菅公旅次遺跡碑 on 2012-10-26 |
菅原道真は延喜元年(901年)、従二位に叙せられたが、斉世親王を皇位に就け
醍醐天皇から簒奪を謀ったと誣告され、罪を得て大宰権帥に左遷される。
右大臣(今でいうなら、実権のある副総理ぐらいのポジション)だった菅原道真は、
藤原氏との熾烈な政権抗争に敢えなく敗れ、太宰権帥(だざいのごんのそつ、
現在の福岡県副知事ぐらい)に降格左遷されたのである。
左遷された道真が大宰府までの道中に明石に逗留した。
当初海路で大宰府まで行こうとしたそうだ。しかし、現在の神戸港最西端にある
和田岬で時化に巻き込まれ、須磨~長田の海岸に上陸せざるを得なかった。
現在も須磨の周辺には菅原道真公ゆかりの元宮長田神社、綱敷神社、
板を囲って野営した事実に因んで名付けられた板宿の地名が残る。
さらに菅原道真公は古山陽道で多井畑、下畑を塩屋谷川沿いに塩屋に抜けた。
塩屋には管公橋の名が残っています。
塩屋からは明石駅家(うまや)の駅長(うまやのおさ)が
明石の駅家(太寺廃寺現在の高家寺辺りに所在)まで陸路で案内したと伝わる。
これらの事実を記念して、この碑(菅公旅次遺跡碑)が建てられたようです。


上の2枚の写真が菅公旅次遺跡碑の近景と遠景です。
碑には菅公旅次遺跡という文字と大鏡からの文章で
駅長(えきのおさ)驚くことなかれ 時の変改(へんがい)するを
一栄一落(いちえいいちらく) 是れ春秋
(駅長無驚時変改 一栄一落是春秋)
上記が碑の側面に漢語(古文)で書かれています。碑の書は明石名勝故事談の
著者 橋本海関です。
意訳:駅長そんなに驚くことはないぞ 時勢が変わり今や私が配流の身になって
落ちていくことを、春に咲き、秋に落ち葉するのは、自然の摂理
人の世の栄枯盛衰もまた同じなのだから
太宰府に赴任してからの菅原道真の実生活は、米塩も欠くような悲惨な生活で、
愚痴ばかりこぼしていたという記録もあり、左遷から僅か2年経った延喜3年(903)
失意のうちに58歳で他界している。

上の写真は本日紹介した菅公旅次遺跡碑と明石駅屋の所在地だったとされる
高家寺への案内の看板です。
明石駅家の「駒手の御井」に関する伝承について少し述べておきます。
現存する『播磨国風土記』は明石郡のすべてを欠いているが明石郡に関する記述は、かろうじて『釈日本紀』が引く播磨国風土記逸文に残っている。
その中に「駒手の御井」の記述があります。
難波高津宮の天皇(*仁徳天皇)の御世、楠が井(駒手の御井)の上に生えて、朝日には淡路島を陰にし、夕日には大倭島根を陰にした。
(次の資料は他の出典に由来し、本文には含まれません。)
//! In-process signer backed by an ethers `LocalWallet`

use async_trait::async_trait;
use ethers::core::k256::ecdsa::SigningKey;
use ethers::signers::{LocalWallet, Signer};
use ethers::types::{Address, Signature};

use super::{FeedbackSigner, SIGNER_PRIVATE_KEY_ENV};

/// Signer that holds its private key in memory
pub struct LocalWalletSigner {
    wallet: LocalWallet,
}

impl LocalWalletSigner {
    /// Create signer from environment variable
    ///
    /// Requires: ERC8004_SIGNER_PRIVATE_KEY
    pub fn from_env() -> Result<Self, String> {
        let private_key = std::env::var(SIGNER_PRIVATE_KEY_ENV)
            .map_err(|_| format!("{} not set", SIGNER_PRIVATE_KEY_ENV))?;

        Self::from_private_key(&private_key)
    }

    /// Create signer from a private key string (hex, with or without 0x prefix)
    pub fn from_private_key(private_key: &str) -> Result<Self, String> {
        let key_hex = private_key.trim();
        let key_hex = key_hex.strip_prefix("0x").unwrap_or(key_hex);

        let key_bytes = hex::decode(key_hex)
            .map_err(|e| format!("Invalid private key hex: {}", e))?;

        if key_bytes.len() != 32 {
            return Err(format!("Private key must be 32 bytes, got {}", key_bytes.len()));
        }

        let signing_key = SigningKey::from_bytes(key_bytes.as_slice().into())
            .map_err(|e| format!("Invalid private key: {}", e))?;

        Ok(Self {
            wallet: LocalWallet::from(signing_key),
        })
    }

    /// Underlying wallet, e.g. for sending transactions as this address
    pub fn wallet(&self) -> &LocalWallet {
        &self.wallet
    }
}

#[async_trait]
impl FeedbackSigner for LocalWalletSigner {
    async fn sign_personal_message(&self, message: &[u8]) -> Result<Signature, String> {
        self.wallet
            .sign_message(message)
            .await
            .map_err(|e| format!("Local wallet signing failed: {}", e))
    }

    fn address(&self) -> Address {
        self.wallet.address()
    }

    fn mode_name(&self) -> &'static str {
        "local"
    }
}
//! ERC-8004 Configuration
//!
//! Contract addresses and chain configuration for ERC-8004 registries.

use ethers::types::{Address, U256};
use serde::{Deserialize, Serialize};

use crate::abi::common::parse_address;
use crate::auth::Deployment;
use crate::error::Result;

const ZERO_ADDRESS: &str = "0x0000000000000000000000000000000000000000";

pub mod env_vars {
    pub const CHAIN_ID: &str = "ERC8004_CHAIN_ID";
    pub const IDENTITY_REGISTRY: &str = "ERC8004_IDENTITY_REGISTRY";
    pub const REPUTATION_REGISTRY: &str = "ERC8004_REPUTATION_REGISTRY";
    pub const RPC_ENDPOINT: &str = "ERC8004_RPC_ENDPOINT";
}

/// ERC-8004 registry configuration
#[derive(Debug, Clone, Serialize, Deserialize)]
pub struct Eip8004Config {
    /// Identity Registry contract address
    pub identity_registry: String,
    /// Reputation Registry contract address
    pub reputation_registry: String,
    /// Chain ID
    pub chain_id: u64,
    /// Chain name for display
    pub chain_name: String,
    /// JSON-RPC endpoint
    pub rpc_endpoint: String,
    /// Block explorer URL
    pub explorer_url: String,
}

impl Eip8004Config {
    /// Base Mainnet configuration
    pub fn base_mainnet() -> Self {
        Self {
            identity_registry: "0xa23a42D266653846e05d8f356a52298844537472".to_string(),
            reputation_registry: ZERO_ADDRESS.to_string(),
            chain_id: 8453,
            chain_name: "Base".to_string(),
            rpc_endpoint: "https://mainnet.base.org".to_string(),
            explorer_url: "https://basescan.org".to_string(),
        }
    }

    /// Base Sepolia testnet configuration (for development)
    pub fn base_sepolia() -> Self {
        Self {
            identity_registry: ZERO_ADDRESS.to_string(),
            reputation_registry: ZERO_ADDRESS.to_string(),
            chain_id: 84532,
            chain_name: "Base Sepolia".to_string(),
            rpc_endpoint: "https://sepolia.base.org".to_string(),
            explorer_url: "https://sepolia.basescan.org".to_string(),
        }
    }

    /// Load from environment or use defaults
    pub fn from_env() -> Self {
        Self::from_lookup(|key| std::env::var(key).ok())
    }

    /// Preset chosen by `ERC8004_CHAIN_ID`, then per-field overrides
    fn from_lookup(lookup: impl Fn(&str) -> Option<String>) -> Self {
        let chain_id = lookup(env_vars::CHAIN_ID)
            .and_then(|s| s.parse().ok())
            .unwrap_or(8453);

        let mut config = match chain_id {
            84532 => Self::base_sepolia(),
            _ => Self::base_mainnet(),
        };
        config.chain_id = chain_id;

        if let Some(addr) = lookup(env_vars::IDENTITY_REGISTRY) {
            config.identity_registry = addr;
        }
        if let Some(addr) = lookup(env_vars::REPUTATION_REGISTRY) {
            config.reputation_registry = addr;
        }
        if let Some(rpc) = lookup(env_vars::RPC_ENDPOINT) {
            config.rpc_endpoint = rpc;
        }

        config
    }

    /// Check if contracts are deployed (not zero address)
    pub fn is_identity_deployed(&self) -> bool {
        !self.identity_registry.eq_ignore_ascii_case(ZERO_ADDRESS)
    }

    pub fn is_reputation_deployed(&self) -> bool {
        !self.reputation_registry.eq_ignore_ascii_case(ZERO_ADDRESS)
    }

    pub fn identity_registry_address(&self) -> Result<Address> {
        parse_address(&self.identity_registry)
    }

    pub fn reputation_registry_address(&self) -> Result<Address> {
        parse_address(&self.reputation_registry)
    }

    /// Chain + identity registry that authorizations must be bound to
    pub fn deployment(&self) -> Result<Deployment> {
        Ok(Deployment {
            chain_id: U256::from(self.chain_id),
            identity_registry: self.identity_registry_address()?,
        })
    }

    /// Get block explorer URL for a transaction
    pub fn tx_url(&self, tx_hash: &str) -> String {
        format!("{}/tx/{}", self.explorer_url, tx_hash)
    }

    /// Get block explorer URL for an address
    pub fn address_url(&self, address: &str) -> String {
        format!("{}/address/{}", self.explorer_url, address)
    }

    /// Format agent registry string
    pub fn agent_registry_string(&self) -> String {
        format!("eip155:{}:{}", self.chain_id, self.identity_registry.to_lowercase())
    }
}

impl Default for Eip8004Config {
    fn default() -> Self {
        Self::from_env()
    }
}
//! Authorization envelope: canonical record bytes followed by the signature
//!
//! ```text
//! envelope = abi.encode(record)   (224 bytes)
//!         ++ r(32) ++ s(32) ++ v(1)
//! ```

use ethers::types::{Address, Signature};

use super::record::{AuthorizationRecord, RECORD_ENCODED_LEN};
use crate::error::{FeedbackAuthError, RejectionReason, Result};

/// Length of a secp256k1 signature (r ++ s ++ v)
pub const SIGNATURE_LEN: usize = 65;

/// Total envelope length
pub const ENVELOPE_LEN: usize = RECORD_ENCODED_LEN + SIGNATURE_LEN;

/// The byte blob submitted on-chain as `feedbackAuth`
#[derive(Debug, Clone, PartialEq, Eq)]
pub struct AuthorizationEnvelope(Vec<u8>);

impl AuthorizationEnvelope {
    pub fn build(record: &AuthorizationRecord, signature: &Signature) -> Self {
        let mut bytes = record.encode();
        bytes.extend_from_slice(&signature.to_vec());
        Self(bytes)
    }

    /// Wrap bytes received from elsewhere. Nothing is validated until [`Self::split`].
    pub fn from_bytes(bytes: Vec<u8>) -> Self {
        Self(bytes)
    }

    pub fn from_hex(hex_str: &str) -> Result<Self> {
        let trimmed = hex_str.trim();
        let hex_part = trimmed.strip_prefix("0x").unwrap_or(trimmed);
        hex::decode(hex_part)
            .map(Self)
            .map_err(|e| FeedbackAuthError::validation(format!("Invalid envelope hex: {}", e)))
    }

    pub fn as_bytes(&self) -> &[u8] {
        &self.0
    }

    pub fn into_bytes(self) -> Vec<u8> {
        self.0
    }

    pub fn to_hex(&self) -> String {
        format!("0x{}", hex::encode(&self.0))
    }

    /// Cut at the fixed record boundary and parse both halves.
    pub fn split(&self) -> std::result::Result<(AuthorizationRecord, Signature), RejectionReason> {
        if self.0.len() != ENVELOPE_LEN {
            return Err(RejectionReason::Malformed(format!(
                "expected {} bytes, got {}",
                ENVELOPE_LEN,
                self.0.len()
            )));
        }

        let (record_bytes, sig_bytes) = self.0.split_at(RECORD_ENCODED_LEN);
        let record = AuthorizationRecord::decode(record_bytes)
            .map_err(|e| RejectionReason::Malformed(e.to_string()))?;
        let signature = Signature::try_from(sig_bytes).map_err(|_| RejectionReason::BadSignature)?;

        Ok((record, signature))
    }

    /// Recover the address that signed this envelope's record digest.
    pub fn recover_signer(&self) -> std::result::Result<Address, RejectionReason> {
        let (record, signature) = self.split()?;
        recover_digest_signer(&record.digest(), &signature)
    }
}

/// Recover the EIP-191 personal-message signer of a record digest
pub fn recover_digest_signer(
    digest: &[u8; 32],
    signature: &Signature,
) -> std::result::Result<Address, RejectionReason> {
    // Vec<u8> becomes RecoveryMessage::Data, which applies the personal prefix.
    // A bare [u8; 32] would be treated as an already-prefixed hash.
    signature
        .recover(digest.to_vec())
        .map_err(|_| RejectionReason::BadSignature)
}

#[cfg(test)]
mod tests {
    use super::*;
    use crate::abi::common::parse_address;
    use crate::wallet::{FeedbackSigner, LocalWalletSigner};
    use ethers::types::U256;

    const OWNER_KEY: &str = "0xac0974bec39a17e36ba4a6b4d238ff944bacb478cbed5efcae784d7bf4f2ff80";

    fn record_for(signer: Address) -> AuthorizationRecord {
        AuthorizationRecord {
            agent_id: U256::from(1),
            client_address: parse_address("0xaaaaaaaaaaaaaaaaaaaaaaaaaaaaaaaaaaaaaaaa").unwrap(),
            index_limit: 1,
            expiry: U256::from(4_000_000_000u64),
            chain_id: U256::from(8453),
            identity_registry: parse_address("0xa23a42d266653846e05d8f356a52298844537472").unwrap(),
            signer_address: signer,
        }
    }

    async fn signed_envelope() -> (AuthorizationRecord, AuthorizationEnvelope) {
        let signer = LocalWalletSigner::from_private_key(OWNER_KEY).unwrap();
        let record = record_for(signer.address());
        let sig = signer.sign_personal_message(&record.digest()).await.unwrap();
        let envelope = AuthorizationEnvelope::build(&record, &sig);
        (record, envelope)
    }

    #[tokio::test]
    async fn test_envelope_is_encoding_then_signature() {
        let (record, envelope) = signed_envelope().await;
        assert_eq!(envelope.as_bytes().len(), ENVELOPE_LEN);
        assert_eq!(&envelope.as_bytes()[..RECORD_ENCODED_LEN], record.encode().as_slice());

        let v = envelope.as_bytes()[ENVELOPE_LEN - 1];
        assert!(v == 27 || v == 28);
    }

    #[tokio::test]
    async fn test_split_and_recover() {
        let (record, envelope) = signed_envelope().await;
        let (parsed, _sig) = envelope.split().unwrap();
        assert_eq!(parsed, record);
        assert_eq!(envelope.recover_signer().unwrap(), record.signer_address);
    }

    #[tokio::test]
    async fn test_repeat_signing_recovers_same_signer() {
        let signer = LocalWalletSigner::from_private_key(OWNER_KEY).unwrap();
        let record = record_for(signer.address());
        let digest = record.digest();

        let first = signer.sign_personal_message(&digest).await.unwrap();
        let second = signer.sign_personal_message(&digest).await.unwrap();

        assert_eq!(recover_digest_signer(&digest, &first).unwrap(), signer.address());
        assert_eq!(recover_digest_signer(&digest, &second).unwrap(), signer.address());
    }

    #[tokio::test]
    async fn test_hex_roundtrip() {
        let (_, envelope) = signed_envelope().await;
        let parsed = AuthorizationEnvelope::from_hex(&envelope.to_hex()).unwrap();
        assert_eq!(parsed, envelope);
        assert!(AuthorizationEnvelope::from_hex("0xzz").is_err());
    }

    #[tokio::test]
    async fn test_truncated_envelope_is_malformed() {
        let (_, envelope) = signed_envelope().await;
        let mut bytes = envelope.into_bytes();
        bytes.truncate(ENVELOPE_LEN - 1);
        let err = AuthorizationEnvelope::from_bytes(bytes).split().unwrap_err();
        assert!(matches!(err, RejectionReason::Malformed(_)));
    }

    #[tokio::test]
    async fn test_tampered_record_changes_signer() {
        let (record, envelope) = signed_envelope().await;
        let mut bytes = envelope.into_bytes();
        // bump indexLimit from 1 to 2
        bytes[95] = 2;
        let tampered = AuthorizationEnvelope::from_bytes(bytes);
        let recovered = tampered.recover_signer();
        assert!(recovered.map(|a| a != record.signer_address).unwrap_or(true));
    }
}
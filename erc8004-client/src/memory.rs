//! In-memory registry that enforces the same rules as the deployed contracts
//!
//! Used as the registry double in tests and for dry runs. Verification goes
//! through [`EnvelopeVerifier`], then signer authority and self-feedback are
//! checked against the owners and operators registered here.

use std::collections::{HashMap, HashSet};
use std::sync::atomic::{AtomicUsize, Ordering};

use async_trait::async_trait;
use ethers::types::{Address, H256, U256};
use parking_lot::Mutex;

use crate::abi::common::{decode_tag, keccak256};
use crate::auth::{Deployment, EnvelopeVerifier, IndexRule, SubmissionContext};
use crate::error::{FeedbackAuthError, RejectionReason, Result};
use crate::registry::{AgentAuthority, ReputationRegistry};
use crate::types::{FeedbackEntry, FeedbackReceipt, FeedbackSubmission, MAX_SCORE};

#[derive(Debug, Clone)]
struct StoredFeedback {
    score: u8,
    tag1: [u8; 32],
    tag2: [u8; 32],
    revoked: bool,
}

#[derive(Default)]
struct RegistryState {
    owners: HashMap<U256, Address>,
    operators: HashMap<U256, HashSet<Address>>,
    /// Contract wallet -> key its `isValidSignature` accepts
    contract_wallets: HashMap<Address, Address>,
    last_index: HashMap<(U256, Address), u64>,
    feedback: HashMap<(U256, Address, u64), StoredFeedback>,
    block_number: u64,
}

pub struct InMemoryRegistry {
    verifier: EnvelopeVerifier,
    /// Fixed clock; `None` reads the system time
    clock: Mutex<Option<u64>>,
    state: Mutex<RegistryState>,
    calls: AtomicUsize,
}

impl InMemoryRegistry {
    pub fn new(deployment: Deployment) -> Self {
        Self {
            verifier: EnvelopeVerifier::new(deployment),
            clock: Mutex::new(None),
            state: Mutex::new(RegistryState::default()),
            calls: AtomicUsize::new(0),
        }
    }

    pub fn with_index_rule(mut self, rule: IndexRule) -> Self {
        self.verifier = self.verifier.with_index_rule(rule);
        self
    }

    pub fn deployment(&self) -> Deployment {
        self.verifier.deployment()
    }

    /// Mint (or transfer) an agent to `owner`
    pub fn register_agent(&self, agent_id: U256, owner: Address) {
        self.state.lock().owners.insert(agent_id, owner);
    }

    pub fn add_operator(&self, agent_id: U256, operator: Address) {
        self.state
            .lock()
            .operators
            .entry(agent_id)
            .or_default()
            .insert(operator);
    }

    /// Treat `wallet` as an ERC-1271 contract whose signatures come from `controller`
    pub fn register_contract_wallet(&self, wallet: Address, controller: Address) {
        self.state.lock().contract_wallets.insert(wallet, controller);
    }

    pub fn set_time(&self, now: Option<u64>) {
        *self.clock.lock() = now;
    }

    pub fn now(&self) -> u64 {
        match *self.clock.lock() {
            Some(now) => now,
            None => chrono::Utc::now().timestamp().max(0) as u64,
        }
    }

    /// Boundary calls served so far (reads and submissions)
    pub fn call_count(&self) -> usize {
        self.calls.load(Ordering::SeqCst)
    }

    pub fn read_feedback(&self, agent_id: U256, client_address: Address, index: u64) -> Option<FeedbackEntry> {
        let state = self.state.lock();
        state
            .feedback
            .get(&(agent_id, client_address, index))
            .map(|stored| FeedbackEntry {
                agent_id,
                client_address,
                feedback_index: index,
                score: stored.score,
                tag1: decode_tag(&stored.tag1),
                tag2: decode_tag(&stored.tag2),
                is_revoked: stored.revoked,
            })
    }

    /// Only the client that gave the feedback may revoke it
    pub fn revoke_feedback(&self, agent_id: U256, client_address: Address, index: u64) -> Result<()> {
        let mut state = self.state.lock();
        let stored = state
            .feedback
            .get_mut(&(agent_id, client_address, index))
            .ok_or_else(|| {
                FeedbackAuthError::Rejected(RejectionReason::Reverted(format!(
                    "no feedback {} from {:?}",
                    index, client_address
                )))
            })?;
        stored.revoked = true;
        Ok(())
    }

    fn is_authorized(state: &RegistryState, agent_id: U256, signer: Address) -> bool {
        state.owners.get(&agent_id) == Some(&signer)
            || state
                .operators
                .get(&agent_id)
                .map(|ops| ops.contains(&signer))
                .unwrap_or(false)
    }

    fn accept(
        &self,
        state: &mut RegistryState,
        submission: &FeedbackSubmission,
    ) -> std::result::Result<u64, RejectionReason> {
        if i64::from(submission.score) > MAX_SCORE {
            return Err(RejectionReason::ScoreOutOfRange);
        }

        let owner = *state
            .owners
            .get(&submission.agent_id)
            .ok_or_else(|| RejectionReason::Reverted("agent does not exist".to_string()))?;

        if owner == submission.client_address
            || Self::is_authorized(state, submission.agent_id, submission.client_address)
        {
            return Err(RejectionReason::SelfFeedback);
        }

        let key = (submission.agent_id, submission.client_address);
        let last_used = state.last_index.get(&key).copied().unwrap_or(0);
        let ctx = SubmissionContext {
            agent_id: submission.agent_id,
            client_address: submission.client_address,
            last_used_index: last_used,
            now: self.now(),
        };
        let wallets = &state.contract_wallets;
        let record = self.verifier.verify_with(&submission.envelope, &ctx, |signer, recovered| {
            signer == recovered || wallets.get(&signer) == Some(&recovered)
        })?;

        if !Self::is_authorized(state, record.agent_id, record.signer_address) {
            return Err(RejectionReason::UnauthorizedSigner);
        }

        let index = last_used
            .checked_add(1)
            .ok_or(RejectionReason::IndexExhausted)?;
        state.last_index.insert(key, index);
        state.feedback.insert(
            (submission.agent_id, submission.client_address, index),
            StoredFeedback {
                score: submission.score,
                tag1: submission.tag1,
                tag2: submission.tag2,
                revoked: false,
            },
        );
        Ok(index)
    }
}

#[async_trait]
impl ReputationRegistry for InMemoryRegistry {
    async fn last_index(&self, agent_id: U256, client_address: Address) -> Result<u64> {
        self.calls.fetch_add(1, Ordering::SeqCst);
        Ok(self
            .state
            .lock()
            .last_index
            .get(&(agent_id, client_address))
            .copied()
            .unwrap_or(0))
    }

    async fn submit_feedback(&self, submission: &FeedbackSubmission) -> Result<FeedbackReceipt> {
        self.calls.fetch_add(1, Ordering::SeqCst);

        let mut state = self.state.lock();
        let index = self.accept(&mut state, submission).map_err(|reason| {
            log::warn!("[ERC8004] In-memory registry rejected feedback: {}", reason);
            FeedbackAuthError::Rejected(reason)
        })?;

        state.block_number += 1;
        let mut preimage = submission.envelope.as_bytes().to_vec();
        preimage.extend_from_slice(&state.block_number.to_be_bytes());

        Ok(FeedbackReceipt {
            tx_hash: H256::from(keccak256(&preimage)),
            feedback_index: index,
            block_number: Some(state.block_number),
        })
    }
}

#[async_trait]
impl AgentAuthority for InMemoryRegistry {
    async fn is_authorized_signer(&self, agent_id: U256, signer: Address) -> Result<bool> {
        self.calls.fetch_add(1, Ordering::SeqCst);
        Ok(Self::is_authorized(&self.state.lock(), agent_id, signer))
    }
}

#[cfg(test)]
mod tests {
    use super::*;
    use crate::abi::common::{encode_tag, parse_address};
    use crate::auth::{AuthorizationEnvelope, AuthorizationRecord, IssuancePolicy};
    use crate::types::Feedback;
    use crate::wallet::{FeedbackSigner, LocalWalletSigner};

    const OWNER_KEY: &str = "0xac0974bec39a17e36ba4a6b4d238ff944bacb478cbed5efcae784d7bf4f2ff80";
    // Hardhat account #1
    const STRANGER_KEY: &str = "0x59c6995e998f97a5a0044966f0945389dc9e86dae88c7a8412f4603b6b78690d";
    const NOW: u64 = 1_700_000_000;

    fn deployment() -> Deployment {
        Deployment {
            chain_id: U256::from(8453),
            identity_registry: parse_address("0xa23a42d266653846e05d8f356a52298844537472").unwrap(),
        }
    }

    fn client() -> Address {
        Address::repeat_byte(0xaa)
    }

    fn registry() -> (InMemoryRegistry, LocalWalletSigner) {
        let owner = LocalWalletSigner::from_private_key(OWNER_KEY).unwrap();
        let registry = InMemoryRegistry::new(deployment());
        registry.register_agent(U256::from(1), owner.address());
        registry.set_time(Some(NOW));
        (registry, owner)
    }

    async fn submission(signer: &LocalWalletSigner, record: &AuthorizationRecord, score: u8) -> FeedbackSubmission {
        let sig = signer.sign_personal_message(&record.digest()).await.unwrap();
        let mut submission = FeedbackSubmission::new(
            record.agent_id,
            record.client_address,
            &Feedback::new(50),
            AuthorizationEnvelope::build(record, &sig),
        )
        .unwrap();
        submission.score = score;
        submission.tag1 = encode_tag("uptime").unwrap();
        submission
    }

    fn draft(signer: Address, last_used: u64) -> AuthorizationRecord {
        IssuancePolicy::from_secs(3600)
            .unwrap()
            .draft(U256::from(1), client(), last_used, NOW, deployment(), signer)
            .unwrap()
    }

    #[tokio::test]
    async fn test_accepts_and_advances_index() {
        let (registry, owner) = registry();
        let sub = submission(&owner, &draft(owner.address(), 0), 95).await;

        let receipt = registry.submit_feedback(&sub).await.unwrap();
        assert_eq!(receipt.feedback_index, 1);
        assert_eq!(registry.last_index(U256::from(1), client()).await.unwrap(), 1);

        let entry = registry.read_feedback(U256::from(1), client(), 1).unwrap();
        assert_eq!(entry.score, 95);
        assert_eq!(entry.tag1.as_deref(), Some("uptime"));
        assert!(!entry.is_revoked);
    }

    #[tokio::test]
    async fn test_replay_rejected() {
        let (registry, owner) = registry();
        let sub = submission(&owner, &draft(owner.address(), 0), 95).await;

        registry.submit_feedback(&sub).await.unwrap();
        let err = registry.submit_feedback(&sub).await.unwrap_err();
        assert_eq!(
            err.rejection(),
            Some(&RejectionReason::IndexMismatch {
                expected: Some(2),
                got: Some(1)
            })
        );
    }

    #[tokio::test]
    async fn test_headroom_envelope_stores_next_index() {
        let (registry, owner) = registry();
        let registry = registry.with_index_rule(IndexRule::AtLeastNext);
        let first = submission(&owner, &draft(owner.address(), 0), 90).await;
        registry.submit_feedback(&first).await.unwrap();

        // indexLimit 5 with last index 1: stored under 2, not 5
        let sub = submission(&owner, &draft(owner.address(), 4), 80).await;
        let receipt = registry.submit_feedback(&sub).await.unwrap();
        assert_eq!(receipt.feedback_index, 2);
        assert_eq!(registry.last_index(U256::from(1), client()).await.unwrap(), 2);
        assert!(registry.read_feedback(U256::from(1), client(), 5).is_none());
    }

    #[tokio::test]
    async fn test_contract_wallet_signer_accepted() {
        let (registry, owner) = registry();
        let wallet = Address::repeat_byte(0xcc);
        registry.register_agent(U256::from(1), wallet);

        let sub = submission(&owner, &draft(wallet, 0), 70).await;
        let err = registry.submit_feedback(&sub).await.unwrap_err();
        assert_eq!(err.rejection(), Some(&RejectionReason::SignerMismatch));

        registry.register_contract_wallet(wallet, owner.address());
        let receipt = registry.submit_feedback(&sub).await.unwrap();
        assert_eq!(receipt.feedback_index, 1);
    }

    #[tokio::test]
    async fn test_unauthorized_signer_rejected() {
        let (registry, _owner) = registry();
        let stranger = LocalWalletSigner::from_private_key(STRANGER_KEY).unwrap();
        let sub = submission(&stranger, &draft(stranger.address(), 0), 95).await;

        let err = registry.submit_feedback(&sub).await.unwrap_err();
        assert_eq!(err.rejection(), Some(&RejectionReason::UnauthorizedSigner));
    }

    #[tokio::test]
    async fn test_operator_may_sign() {
        let (registry, _owner) = registry();
        let operator = LocalWalletSigner::from_private_key(STRANGER_KEY).unwrap();
        registry.add_operator(U256::from(1), operator.address());

        let sub = submission(&operator, &draft(operator.address(), 0), 10).await;
        assert!(registry.submit_feedback(&sub).await.is_ok());
        assert!(registry.is_authorized_signer(U256::from(1), operator.address()).await.unwrap());
    }

    #[tokio::test]
    async fn test_self_feedback_rejected() {
        let (registry, owner) = registry();
        let mut record = draft(owner.address(), 0);
        record.client_address = owner.address();
        let sub = submission(&owner, &record, 100).await;

        let err = registry.submit_feedback(&sub).await.unwrap_err();
        assert_eq!(err.rejection(), Some(&RejectionReason::SelfFeedback));
    }

    #[tokio::test]
    async fn test_score_above_range_rejected() {
        let (registry, owner) = registry();
        let sub = submission(&owner, &draft(owner.address(), 0), 101).await;
        let err = registry.submit_feedback(&sub).await.unwrap_err();
        assert_eq!(err.rejection(), Some(&RejectionReason::ScoreOutOfRange));
    }

    #[tokio::test]
    async fn test_expiry_uses_registry_clock() {
        let (registry, owner) = registry();
        let sub = submission(&owner, &draft(owner.address(), 0), 95).await;

        registry.set_time(Some(NOW + 3600));
        let err = registry.submit_feedback(&sub).await.unwrap_err();
        assert!(matches!(err.rejection(), Some(RejectionReason::Expired { .. })));
    }

    #[tokio::test]
    async fn test_revoke() {
        let (registry, owner) = registry();
        let sub = submission(&owner, &draft(owner.address(), 0), 95).await;
        registry.submit_feedback(&sub).await.unwrap();

        registry.revoke_feedback(U256::from(1), client(), 1).unwrap();
        assert!(registry.read_feedback(U256::from(1), client(), 1).unwrap().is_revoked);
        assert!(registry.revoke_feedback(U256::from(1), client(), 2).is_err());
    }

    #[tokio::test]
    async fn test_counts_boundary_calls() {
        let (registry, _owner) = registry();
        assert_eq!(registry.call_count(), 0);
        registry.last_index(U256::from(1), client()).await.unwrap();
        assert_eq!(registry.call_count(), 1);
    }
}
そこで、その楠を伐って船を造ったが、その速いことはまるで飛ぶようで、梶のひと掻きで七つの浪を越えていったため、速鳥と名づけた。
そして、朝夕この船に乗り、天皇のお食事にそなえ奉るためにこの井の水を汲んでいたが、ある朝、お食事の時間に遅れてしまった。
そのため、歌を作って止めにした。その歌にいう、
住吉(すみのえ)の 大倉向きて 飛ばばこそ 速鳥といはめ 何か速鳥
駒手の御井のあった場所が駅屋跡=菅公旅次遺跡碑のある場所であろうとされています。
菅公旅次遺跡の所在地
明石市太寺2丁目と太寺天王町の境界付近
菅公旅次遺跡碑の地図を国土地理院2万5000分の1で示します。
中央の経緯度 北緯34度39分18.9秒 東経135度0分12.7秒
+印が菅公旅次遺跡碑のある位置です。
上の写真の案内板は菅公旅次遺跡碑の南側150mの交差点付近にあります。